** TASK STATEMENT **
Among the lines of the entries below, count those containing the word "ExpenseId" and answer with the number only.

SOURCE INFORMATION START

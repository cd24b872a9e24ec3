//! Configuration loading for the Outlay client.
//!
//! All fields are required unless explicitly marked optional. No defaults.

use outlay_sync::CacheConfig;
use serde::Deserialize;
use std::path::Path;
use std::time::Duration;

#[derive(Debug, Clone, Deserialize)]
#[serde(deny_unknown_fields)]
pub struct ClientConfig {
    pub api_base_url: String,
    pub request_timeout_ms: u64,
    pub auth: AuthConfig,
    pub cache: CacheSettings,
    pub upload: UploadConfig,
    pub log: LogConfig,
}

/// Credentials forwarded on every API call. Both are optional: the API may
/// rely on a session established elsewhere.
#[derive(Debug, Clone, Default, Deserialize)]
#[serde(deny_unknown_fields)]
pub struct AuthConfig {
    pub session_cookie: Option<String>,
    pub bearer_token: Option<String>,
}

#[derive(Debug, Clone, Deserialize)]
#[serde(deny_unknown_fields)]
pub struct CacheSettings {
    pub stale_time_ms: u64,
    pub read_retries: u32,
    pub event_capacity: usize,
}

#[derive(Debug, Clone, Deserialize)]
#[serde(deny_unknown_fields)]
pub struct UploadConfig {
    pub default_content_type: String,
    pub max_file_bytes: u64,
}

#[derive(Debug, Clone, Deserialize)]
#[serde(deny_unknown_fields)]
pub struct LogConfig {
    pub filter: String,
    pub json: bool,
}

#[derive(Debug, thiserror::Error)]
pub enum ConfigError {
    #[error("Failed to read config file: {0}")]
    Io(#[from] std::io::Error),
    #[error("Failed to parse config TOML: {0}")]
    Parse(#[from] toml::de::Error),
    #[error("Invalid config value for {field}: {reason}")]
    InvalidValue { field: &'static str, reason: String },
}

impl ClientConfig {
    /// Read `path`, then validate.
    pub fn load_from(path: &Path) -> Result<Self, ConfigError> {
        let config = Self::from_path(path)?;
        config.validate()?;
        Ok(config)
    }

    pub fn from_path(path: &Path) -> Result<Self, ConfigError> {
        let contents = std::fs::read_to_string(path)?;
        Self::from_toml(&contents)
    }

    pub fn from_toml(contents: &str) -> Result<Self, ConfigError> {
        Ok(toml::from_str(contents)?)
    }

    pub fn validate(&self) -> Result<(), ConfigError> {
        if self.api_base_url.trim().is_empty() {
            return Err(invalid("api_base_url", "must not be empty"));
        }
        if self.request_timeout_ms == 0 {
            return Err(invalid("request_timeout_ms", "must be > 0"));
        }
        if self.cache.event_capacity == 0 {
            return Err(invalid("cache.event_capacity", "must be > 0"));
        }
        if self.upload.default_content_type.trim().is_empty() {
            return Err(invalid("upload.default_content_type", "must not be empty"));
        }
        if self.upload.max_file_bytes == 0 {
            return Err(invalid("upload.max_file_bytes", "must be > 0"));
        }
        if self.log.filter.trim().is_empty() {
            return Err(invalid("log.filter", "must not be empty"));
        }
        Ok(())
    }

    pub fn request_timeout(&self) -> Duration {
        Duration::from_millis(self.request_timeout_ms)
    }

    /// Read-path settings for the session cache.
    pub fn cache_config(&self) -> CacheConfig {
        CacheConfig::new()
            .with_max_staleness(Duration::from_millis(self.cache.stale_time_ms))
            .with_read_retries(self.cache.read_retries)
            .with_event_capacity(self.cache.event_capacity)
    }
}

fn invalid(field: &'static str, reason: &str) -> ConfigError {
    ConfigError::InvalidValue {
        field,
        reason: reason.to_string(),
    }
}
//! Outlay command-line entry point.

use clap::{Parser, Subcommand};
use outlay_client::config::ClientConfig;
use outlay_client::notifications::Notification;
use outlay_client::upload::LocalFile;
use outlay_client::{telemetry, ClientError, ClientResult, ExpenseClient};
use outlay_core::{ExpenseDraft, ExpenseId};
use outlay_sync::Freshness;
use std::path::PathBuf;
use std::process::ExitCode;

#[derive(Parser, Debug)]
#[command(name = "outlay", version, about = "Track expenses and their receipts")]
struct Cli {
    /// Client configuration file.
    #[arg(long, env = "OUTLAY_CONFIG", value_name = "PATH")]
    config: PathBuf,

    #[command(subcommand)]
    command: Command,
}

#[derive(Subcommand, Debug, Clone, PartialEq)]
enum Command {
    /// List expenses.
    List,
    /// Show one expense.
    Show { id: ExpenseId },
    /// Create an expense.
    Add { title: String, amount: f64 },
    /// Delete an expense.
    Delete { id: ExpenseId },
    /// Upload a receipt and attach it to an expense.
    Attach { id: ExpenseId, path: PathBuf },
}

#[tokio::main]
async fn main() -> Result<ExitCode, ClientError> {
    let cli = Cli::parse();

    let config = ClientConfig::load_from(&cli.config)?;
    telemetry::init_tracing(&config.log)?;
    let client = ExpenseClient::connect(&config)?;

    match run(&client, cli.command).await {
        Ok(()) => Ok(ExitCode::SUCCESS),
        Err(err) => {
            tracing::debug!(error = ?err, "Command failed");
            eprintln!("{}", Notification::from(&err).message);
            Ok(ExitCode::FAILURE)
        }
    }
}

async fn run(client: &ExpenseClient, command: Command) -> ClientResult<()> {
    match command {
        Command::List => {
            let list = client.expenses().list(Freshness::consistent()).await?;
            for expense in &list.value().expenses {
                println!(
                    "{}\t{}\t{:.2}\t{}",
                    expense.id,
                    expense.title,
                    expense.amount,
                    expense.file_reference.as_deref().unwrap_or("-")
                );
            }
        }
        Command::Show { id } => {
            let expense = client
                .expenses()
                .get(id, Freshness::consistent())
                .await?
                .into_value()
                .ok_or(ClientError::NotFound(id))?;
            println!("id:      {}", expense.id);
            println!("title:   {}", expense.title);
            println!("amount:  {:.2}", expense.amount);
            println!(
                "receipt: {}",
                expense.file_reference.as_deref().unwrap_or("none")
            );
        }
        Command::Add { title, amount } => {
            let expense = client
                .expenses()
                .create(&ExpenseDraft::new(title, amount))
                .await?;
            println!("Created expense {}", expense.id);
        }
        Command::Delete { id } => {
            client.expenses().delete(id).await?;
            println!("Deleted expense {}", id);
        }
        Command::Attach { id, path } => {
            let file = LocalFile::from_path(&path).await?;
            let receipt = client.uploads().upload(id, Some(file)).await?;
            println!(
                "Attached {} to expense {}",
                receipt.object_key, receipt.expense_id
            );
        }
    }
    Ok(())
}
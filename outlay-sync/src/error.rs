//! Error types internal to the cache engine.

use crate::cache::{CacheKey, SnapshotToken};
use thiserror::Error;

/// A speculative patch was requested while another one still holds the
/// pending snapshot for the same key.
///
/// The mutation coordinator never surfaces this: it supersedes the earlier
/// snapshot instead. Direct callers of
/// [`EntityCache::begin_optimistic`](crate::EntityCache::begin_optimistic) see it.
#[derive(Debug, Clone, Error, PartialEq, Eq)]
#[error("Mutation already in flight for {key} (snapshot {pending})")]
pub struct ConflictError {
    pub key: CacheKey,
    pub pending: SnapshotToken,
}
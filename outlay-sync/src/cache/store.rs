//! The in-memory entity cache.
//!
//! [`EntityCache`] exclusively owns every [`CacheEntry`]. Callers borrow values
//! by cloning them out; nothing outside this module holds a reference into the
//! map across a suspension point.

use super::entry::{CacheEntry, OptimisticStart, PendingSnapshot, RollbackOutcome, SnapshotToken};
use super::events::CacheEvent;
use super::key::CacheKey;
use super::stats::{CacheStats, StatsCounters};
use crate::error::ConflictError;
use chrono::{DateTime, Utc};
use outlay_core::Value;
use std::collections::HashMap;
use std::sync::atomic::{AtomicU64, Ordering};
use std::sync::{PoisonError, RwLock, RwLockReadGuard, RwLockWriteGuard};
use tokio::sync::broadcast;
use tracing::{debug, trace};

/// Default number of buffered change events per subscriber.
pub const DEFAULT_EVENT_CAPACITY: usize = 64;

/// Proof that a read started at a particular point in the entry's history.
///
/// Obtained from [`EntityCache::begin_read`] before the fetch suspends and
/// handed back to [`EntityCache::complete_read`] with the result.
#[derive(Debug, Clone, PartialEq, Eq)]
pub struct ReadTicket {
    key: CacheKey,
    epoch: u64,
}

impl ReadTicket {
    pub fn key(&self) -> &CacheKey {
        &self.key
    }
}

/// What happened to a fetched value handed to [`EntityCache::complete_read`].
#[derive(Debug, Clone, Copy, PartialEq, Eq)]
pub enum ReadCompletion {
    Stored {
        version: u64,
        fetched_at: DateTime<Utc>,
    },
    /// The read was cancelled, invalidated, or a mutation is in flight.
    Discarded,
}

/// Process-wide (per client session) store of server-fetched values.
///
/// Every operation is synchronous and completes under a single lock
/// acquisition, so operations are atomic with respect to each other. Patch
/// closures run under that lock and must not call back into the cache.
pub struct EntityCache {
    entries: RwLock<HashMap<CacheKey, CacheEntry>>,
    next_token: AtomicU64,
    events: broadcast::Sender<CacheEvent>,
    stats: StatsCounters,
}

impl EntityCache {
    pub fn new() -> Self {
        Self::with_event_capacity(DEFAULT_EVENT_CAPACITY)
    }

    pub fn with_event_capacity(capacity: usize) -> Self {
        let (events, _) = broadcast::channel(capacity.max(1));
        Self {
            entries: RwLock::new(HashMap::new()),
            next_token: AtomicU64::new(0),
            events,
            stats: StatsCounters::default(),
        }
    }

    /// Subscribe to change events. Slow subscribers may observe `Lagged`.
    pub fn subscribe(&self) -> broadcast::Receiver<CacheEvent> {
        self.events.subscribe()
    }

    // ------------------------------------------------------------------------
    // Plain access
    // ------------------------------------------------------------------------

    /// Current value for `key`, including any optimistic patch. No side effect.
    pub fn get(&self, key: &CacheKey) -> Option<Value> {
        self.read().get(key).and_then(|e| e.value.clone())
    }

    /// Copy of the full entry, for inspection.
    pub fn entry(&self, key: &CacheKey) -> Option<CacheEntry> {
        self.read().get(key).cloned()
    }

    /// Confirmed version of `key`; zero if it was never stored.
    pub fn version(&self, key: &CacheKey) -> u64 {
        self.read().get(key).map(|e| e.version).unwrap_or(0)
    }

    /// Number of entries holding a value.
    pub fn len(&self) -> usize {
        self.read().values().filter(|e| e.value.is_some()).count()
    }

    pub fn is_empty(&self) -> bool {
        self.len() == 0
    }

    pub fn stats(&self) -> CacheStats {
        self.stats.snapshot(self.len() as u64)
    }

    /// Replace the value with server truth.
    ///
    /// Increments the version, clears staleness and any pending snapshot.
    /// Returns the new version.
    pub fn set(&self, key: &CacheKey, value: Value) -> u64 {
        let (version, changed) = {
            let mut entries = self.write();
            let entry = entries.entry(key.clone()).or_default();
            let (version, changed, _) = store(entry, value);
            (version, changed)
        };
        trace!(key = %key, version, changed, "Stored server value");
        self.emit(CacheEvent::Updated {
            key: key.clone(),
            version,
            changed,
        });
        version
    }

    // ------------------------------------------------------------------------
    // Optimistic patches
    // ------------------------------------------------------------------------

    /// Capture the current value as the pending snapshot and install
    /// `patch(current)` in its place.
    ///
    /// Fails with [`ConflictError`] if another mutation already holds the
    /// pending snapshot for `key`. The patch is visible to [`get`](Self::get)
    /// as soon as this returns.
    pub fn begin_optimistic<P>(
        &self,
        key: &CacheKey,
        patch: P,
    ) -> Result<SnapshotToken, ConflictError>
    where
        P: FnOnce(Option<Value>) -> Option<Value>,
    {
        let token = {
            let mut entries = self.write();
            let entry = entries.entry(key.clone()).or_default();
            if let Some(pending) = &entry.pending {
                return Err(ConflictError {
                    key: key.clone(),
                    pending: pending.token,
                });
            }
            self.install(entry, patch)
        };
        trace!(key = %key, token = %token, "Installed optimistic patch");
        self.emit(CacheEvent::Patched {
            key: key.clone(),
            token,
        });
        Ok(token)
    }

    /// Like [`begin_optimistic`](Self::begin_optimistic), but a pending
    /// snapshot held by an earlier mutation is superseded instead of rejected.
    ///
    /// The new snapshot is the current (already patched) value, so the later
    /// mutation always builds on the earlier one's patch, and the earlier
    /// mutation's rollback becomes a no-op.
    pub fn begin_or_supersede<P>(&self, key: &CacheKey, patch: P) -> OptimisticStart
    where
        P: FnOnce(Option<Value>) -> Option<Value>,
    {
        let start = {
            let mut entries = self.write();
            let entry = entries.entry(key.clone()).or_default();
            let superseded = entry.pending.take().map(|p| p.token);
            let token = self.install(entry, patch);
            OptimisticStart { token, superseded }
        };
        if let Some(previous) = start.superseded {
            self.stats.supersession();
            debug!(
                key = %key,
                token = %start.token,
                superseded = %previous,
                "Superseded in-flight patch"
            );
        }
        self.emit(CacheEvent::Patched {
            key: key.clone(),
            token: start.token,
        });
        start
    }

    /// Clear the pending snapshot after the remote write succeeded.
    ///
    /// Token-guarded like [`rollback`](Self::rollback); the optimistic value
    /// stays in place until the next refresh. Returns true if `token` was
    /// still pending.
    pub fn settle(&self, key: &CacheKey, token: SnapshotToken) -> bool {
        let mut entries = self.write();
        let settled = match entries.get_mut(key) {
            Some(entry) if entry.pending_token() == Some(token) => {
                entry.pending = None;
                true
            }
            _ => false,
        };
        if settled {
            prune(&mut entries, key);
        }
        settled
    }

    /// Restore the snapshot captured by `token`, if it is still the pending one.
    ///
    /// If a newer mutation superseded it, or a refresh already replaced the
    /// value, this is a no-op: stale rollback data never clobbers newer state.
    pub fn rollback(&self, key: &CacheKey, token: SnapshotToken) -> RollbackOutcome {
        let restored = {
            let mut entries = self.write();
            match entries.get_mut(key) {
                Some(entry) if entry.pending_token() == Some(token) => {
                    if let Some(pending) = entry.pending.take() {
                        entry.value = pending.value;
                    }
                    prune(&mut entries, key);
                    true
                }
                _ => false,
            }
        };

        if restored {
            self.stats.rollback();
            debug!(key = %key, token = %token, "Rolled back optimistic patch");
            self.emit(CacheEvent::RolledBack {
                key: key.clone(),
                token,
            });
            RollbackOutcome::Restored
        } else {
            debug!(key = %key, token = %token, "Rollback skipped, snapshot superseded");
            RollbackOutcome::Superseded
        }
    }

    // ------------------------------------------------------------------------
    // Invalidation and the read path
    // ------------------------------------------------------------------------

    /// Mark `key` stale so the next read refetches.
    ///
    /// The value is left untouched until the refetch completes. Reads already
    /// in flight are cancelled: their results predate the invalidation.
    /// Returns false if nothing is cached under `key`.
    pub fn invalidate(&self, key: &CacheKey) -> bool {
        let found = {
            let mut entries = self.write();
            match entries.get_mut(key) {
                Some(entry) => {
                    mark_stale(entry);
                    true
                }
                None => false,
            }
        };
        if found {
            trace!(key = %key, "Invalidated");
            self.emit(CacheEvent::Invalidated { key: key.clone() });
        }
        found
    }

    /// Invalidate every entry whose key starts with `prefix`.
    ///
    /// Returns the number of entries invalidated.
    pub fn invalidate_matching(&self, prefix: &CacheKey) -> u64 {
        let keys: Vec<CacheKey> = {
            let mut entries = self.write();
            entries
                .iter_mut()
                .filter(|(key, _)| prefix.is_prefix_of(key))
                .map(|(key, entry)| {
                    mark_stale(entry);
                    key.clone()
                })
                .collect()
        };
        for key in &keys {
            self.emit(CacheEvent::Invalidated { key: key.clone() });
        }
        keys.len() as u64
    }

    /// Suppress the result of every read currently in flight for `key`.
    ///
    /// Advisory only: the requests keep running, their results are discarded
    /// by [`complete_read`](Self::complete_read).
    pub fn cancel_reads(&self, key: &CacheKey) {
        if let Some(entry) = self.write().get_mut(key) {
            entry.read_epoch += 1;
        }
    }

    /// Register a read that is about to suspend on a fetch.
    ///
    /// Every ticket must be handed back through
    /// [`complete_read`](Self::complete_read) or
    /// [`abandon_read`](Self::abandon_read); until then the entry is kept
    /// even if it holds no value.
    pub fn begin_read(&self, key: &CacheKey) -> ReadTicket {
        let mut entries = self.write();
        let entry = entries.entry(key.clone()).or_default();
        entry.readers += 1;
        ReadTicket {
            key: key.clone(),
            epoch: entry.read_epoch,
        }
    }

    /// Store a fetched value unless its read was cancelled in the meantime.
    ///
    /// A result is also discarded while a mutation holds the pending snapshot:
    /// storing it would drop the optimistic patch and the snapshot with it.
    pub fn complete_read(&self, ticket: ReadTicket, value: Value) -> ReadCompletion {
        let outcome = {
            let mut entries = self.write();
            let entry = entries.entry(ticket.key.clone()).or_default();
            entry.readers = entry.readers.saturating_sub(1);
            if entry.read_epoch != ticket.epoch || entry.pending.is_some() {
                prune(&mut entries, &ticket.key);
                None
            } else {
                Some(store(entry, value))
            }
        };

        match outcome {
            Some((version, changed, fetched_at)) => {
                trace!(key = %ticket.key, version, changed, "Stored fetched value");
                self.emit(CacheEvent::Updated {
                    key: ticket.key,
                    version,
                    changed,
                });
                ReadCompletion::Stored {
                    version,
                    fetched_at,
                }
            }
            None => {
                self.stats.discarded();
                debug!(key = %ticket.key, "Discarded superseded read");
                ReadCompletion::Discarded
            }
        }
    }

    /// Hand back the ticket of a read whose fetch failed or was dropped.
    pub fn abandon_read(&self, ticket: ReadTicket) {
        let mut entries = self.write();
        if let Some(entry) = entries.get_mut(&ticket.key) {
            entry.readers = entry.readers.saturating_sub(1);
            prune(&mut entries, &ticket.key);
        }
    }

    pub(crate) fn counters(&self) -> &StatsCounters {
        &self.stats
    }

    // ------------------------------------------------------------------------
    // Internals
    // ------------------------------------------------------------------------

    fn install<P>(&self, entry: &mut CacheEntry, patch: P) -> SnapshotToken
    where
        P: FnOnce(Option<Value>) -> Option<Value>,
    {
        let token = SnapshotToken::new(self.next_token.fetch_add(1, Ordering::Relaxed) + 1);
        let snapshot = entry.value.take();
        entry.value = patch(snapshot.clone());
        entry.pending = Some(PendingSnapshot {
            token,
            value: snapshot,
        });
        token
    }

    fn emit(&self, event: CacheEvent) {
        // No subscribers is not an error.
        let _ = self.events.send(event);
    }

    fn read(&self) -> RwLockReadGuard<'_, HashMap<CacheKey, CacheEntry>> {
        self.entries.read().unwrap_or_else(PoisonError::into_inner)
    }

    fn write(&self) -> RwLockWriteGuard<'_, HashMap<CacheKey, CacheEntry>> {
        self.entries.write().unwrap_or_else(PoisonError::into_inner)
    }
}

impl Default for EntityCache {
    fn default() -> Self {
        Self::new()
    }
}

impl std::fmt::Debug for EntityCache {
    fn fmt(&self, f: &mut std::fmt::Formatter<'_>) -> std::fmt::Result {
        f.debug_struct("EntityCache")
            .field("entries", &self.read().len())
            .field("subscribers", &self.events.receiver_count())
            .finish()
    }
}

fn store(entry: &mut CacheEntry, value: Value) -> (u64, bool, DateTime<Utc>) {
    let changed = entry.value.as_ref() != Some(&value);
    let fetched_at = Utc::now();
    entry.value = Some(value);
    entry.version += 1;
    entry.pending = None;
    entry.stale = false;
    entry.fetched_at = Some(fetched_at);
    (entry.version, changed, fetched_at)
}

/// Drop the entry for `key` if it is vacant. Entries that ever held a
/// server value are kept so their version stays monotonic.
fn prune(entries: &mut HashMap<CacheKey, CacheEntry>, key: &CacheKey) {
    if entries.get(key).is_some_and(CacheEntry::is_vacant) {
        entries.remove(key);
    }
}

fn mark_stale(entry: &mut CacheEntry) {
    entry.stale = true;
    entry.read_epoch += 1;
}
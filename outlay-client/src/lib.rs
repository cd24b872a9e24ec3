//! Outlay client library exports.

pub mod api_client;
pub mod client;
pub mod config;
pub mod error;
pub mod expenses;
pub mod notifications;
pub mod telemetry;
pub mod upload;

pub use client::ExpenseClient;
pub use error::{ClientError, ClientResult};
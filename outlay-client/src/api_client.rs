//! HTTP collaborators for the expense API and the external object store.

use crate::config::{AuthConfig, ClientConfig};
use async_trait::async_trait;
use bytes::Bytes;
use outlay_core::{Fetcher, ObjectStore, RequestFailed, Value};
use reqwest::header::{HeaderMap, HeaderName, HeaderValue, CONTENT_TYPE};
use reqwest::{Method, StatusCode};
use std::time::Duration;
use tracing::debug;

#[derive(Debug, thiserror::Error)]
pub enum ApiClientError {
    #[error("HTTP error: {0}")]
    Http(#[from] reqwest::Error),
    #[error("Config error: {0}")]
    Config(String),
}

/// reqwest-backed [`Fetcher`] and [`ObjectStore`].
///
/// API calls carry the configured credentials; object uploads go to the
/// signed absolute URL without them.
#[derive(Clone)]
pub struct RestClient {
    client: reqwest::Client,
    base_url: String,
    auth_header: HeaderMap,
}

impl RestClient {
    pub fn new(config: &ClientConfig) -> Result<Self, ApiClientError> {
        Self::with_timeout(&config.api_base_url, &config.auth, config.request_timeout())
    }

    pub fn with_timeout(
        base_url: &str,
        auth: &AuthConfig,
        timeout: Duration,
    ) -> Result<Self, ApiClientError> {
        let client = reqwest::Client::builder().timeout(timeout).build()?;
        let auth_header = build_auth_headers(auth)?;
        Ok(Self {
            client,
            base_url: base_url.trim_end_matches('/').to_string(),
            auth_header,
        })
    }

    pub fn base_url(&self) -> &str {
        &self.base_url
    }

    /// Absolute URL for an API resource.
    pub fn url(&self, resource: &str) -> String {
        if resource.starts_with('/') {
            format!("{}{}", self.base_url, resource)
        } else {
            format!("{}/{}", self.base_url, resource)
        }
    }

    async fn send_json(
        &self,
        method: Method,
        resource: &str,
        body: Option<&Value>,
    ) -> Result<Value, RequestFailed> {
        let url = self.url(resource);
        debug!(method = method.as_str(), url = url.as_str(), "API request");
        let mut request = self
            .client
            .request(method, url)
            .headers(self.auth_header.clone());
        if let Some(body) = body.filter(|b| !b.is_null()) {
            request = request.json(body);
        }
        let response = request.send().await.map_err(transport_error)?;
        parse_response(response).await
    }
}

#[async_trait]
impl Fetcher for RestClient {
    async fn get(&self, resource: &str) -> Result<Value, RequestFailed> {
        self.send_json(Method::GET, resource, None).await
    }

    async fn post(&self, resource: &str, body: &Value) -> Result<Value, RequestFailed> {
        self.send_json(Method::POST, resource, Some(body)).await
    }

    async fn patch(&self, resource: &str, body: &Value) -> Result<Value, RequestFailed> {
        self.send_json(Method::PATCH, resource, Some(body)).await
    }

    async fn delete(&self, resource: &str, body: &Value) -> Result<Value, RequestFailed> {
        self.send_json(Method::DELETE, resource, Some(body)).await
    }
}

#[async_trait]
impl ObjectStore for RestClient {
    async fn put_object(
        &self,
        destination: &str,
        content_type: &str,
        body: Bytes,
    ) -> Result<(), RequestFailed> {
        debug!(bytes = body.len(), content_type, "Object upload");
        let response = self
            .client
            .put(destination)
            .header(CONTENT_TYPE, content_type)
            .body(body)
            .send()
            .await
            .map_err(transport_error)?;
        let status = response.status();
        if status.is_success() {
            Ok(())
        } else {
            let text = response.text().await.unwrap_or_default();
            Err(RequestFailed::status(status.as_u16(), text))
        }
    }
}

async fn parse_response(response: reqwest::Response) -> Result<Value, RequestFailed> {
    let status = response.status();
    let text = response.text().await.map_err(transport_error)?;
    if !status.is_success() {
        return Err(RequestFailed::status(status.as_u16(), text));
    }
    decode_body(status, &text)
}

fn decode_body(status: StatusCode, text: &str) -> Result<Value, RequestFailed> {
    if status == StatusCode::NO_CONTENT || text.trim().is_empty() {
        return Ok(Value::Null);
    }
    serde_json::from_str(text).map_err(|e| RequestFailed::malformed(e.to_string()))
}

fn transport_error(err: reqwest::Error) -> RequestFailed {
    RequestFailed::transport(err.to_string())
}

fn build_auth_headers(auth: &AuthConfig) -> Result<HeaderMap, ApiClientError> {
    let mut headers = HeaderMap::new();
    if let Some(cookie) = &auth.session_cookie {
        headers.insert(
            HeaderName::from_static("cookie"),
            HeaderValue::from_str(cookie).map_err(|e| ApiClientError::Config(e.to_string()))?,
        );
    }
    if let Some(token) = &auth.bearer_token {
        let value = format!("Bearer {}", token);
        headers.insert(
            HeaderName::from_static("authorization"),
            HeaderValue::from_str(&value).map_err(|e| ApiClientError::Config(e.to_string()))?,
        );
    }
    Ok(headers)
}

SOURCE INFORMATION END

** REPLY **
4